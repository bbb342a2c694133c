//! Shared diagram fixtures

#![allow(dead_code)]

/// checkout -> build -> test, laid out left to right
pub const CHAIN: &str = r#"<svg xmlns="http://www.w3.org/2000/svg" xmlns:xlink="http://www.w3.org/1999/xlink">
  <g id="stage_checkout">
    <rect id="rect_0_0" class="draggable" x="0" y="0" width="300" height="100"/>
    <text id="label_checkout" class="draggable" x="20" y="50">checkout</text>
  </g>
  <g id="stage_build">
    <rect id="rect_400_0" class="draggable" x="400" y="0" width="300" height="100"/>
    <text id="label_build" class="draggable" x="420" y="50">build</text>
    <circle id="status_build" class="draggable" cx="690" cy="10" r="5"/>
  </g>
  <g id="stage_test">
    <rect id="rect_800_0" class="draggable" x="800" y="0" width="300" height="100"/>
    <text id="label_test" class="draggable" x="820" y="50">test</text>
  </g>
  <line id="post_rect_0_0_pre_rect_400_0-SegmentA"/>
  <line id="post_rect_0_0_pre_rect_400_0-SegmentB"/>
  <image id="post_rect_0_0_pre_rect_400_0-arrow" xlink:href="arrow.png" width="24" height="24"/>
  <line id="post_rect_400_0_pre_rect_800_0-SegmentA"/>
  <line id="post_rect_400_0_pre_rect_800_0-SegmentB"/>
  <image id="post_rect_400_0_pre_rect_800_0-arrow" xlink:href="arrow.png" width="24" height="24"/>
  <g id="saveButtonGroup"><rect x="0" y="500" width="100" height="30"/></g>
</svg>"#;

pub const A: &str = "rect_0_0";
pub const B: &str = "rect_400_0";
pub const C: &str = "rect_800_0";
pub const A_TO_B: &str = "post_rect_0_0_pre_rect_400_0";
pub const B_TO_C: &str = "post_rect_400_0_pre_rect_800_0";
==================================================
About this exercise → An exact copy of the entire material is required.

Answer for this exercise →
repository bbb342a2c694133c
//! Shared diagram fixtures

#![allow(dead_code)]

/// checkout -> build -> test, laid out left to right
pub const CHAIN: &str = r#"<svg xmlns="http://www.w3.org/2000/svg" xmlns:xlink="http://www.w3.org/1999/xlink">
  <g id="stage_checkout">
    <rect id="rect_0_0" class="draggable" x="0" y="0" width="300" height="100"/>
    <text id="label_checkout" class="draggable" x="20" y="50">checkout</text>
  </g>
  <g id="stage_build">
    <rect id="rect_400_0" class="draggable" x="400" y="0" width="300" height="100"/>
    <text id="label_build" class="draggable" x="420" y="50">build</text>
    <circle id="status_build" class="draggable" cx="690" cy="10" r="5"/>
  </g>
  <g id="stage_test">
    <rect id="rect_800_0" class="draggable" x="800" y="0" width="300" height="100"/>
    <text id="label_test" class="draggable" x="820" y="50">test</text>
  </g>
  <line id="post_rect_0_0_pre_rect_400_0-SegmentA"/>
  <line id="post_rect_0_0_pre_rect_400_0-SegmentB"/>
  <image id="post_rect_0_0_pre_rect_400_0-arrow" xlink:href="arrow.png" width="24" height="24"/>
  <line id="post_rect_400_0_pre_rect_800_0-SegmentA"/>
  <line id="post_rect_400_0_pre_rect_800_0-SegmentB"/>
  <image id="post_rect_400_0_pre_rect_800_0-arrow" xlink:href="arrow.png" width="24" height="24"/>
  <g id="saveButtonGroup"><rect x="0" y="500" width="100" height="30"/></g>
</svg>"#;

pub const A: &str = "rect_0_0";
pub const B: &str = "rect_400_0";
pub const C: &str = "rect_800_0";
pub const A_TO_B: &str = "post_rect_0_0_pre_rect_400_0";
pub const B_TO_C: &str = "post_rect_400_0_pre_rect_800_0";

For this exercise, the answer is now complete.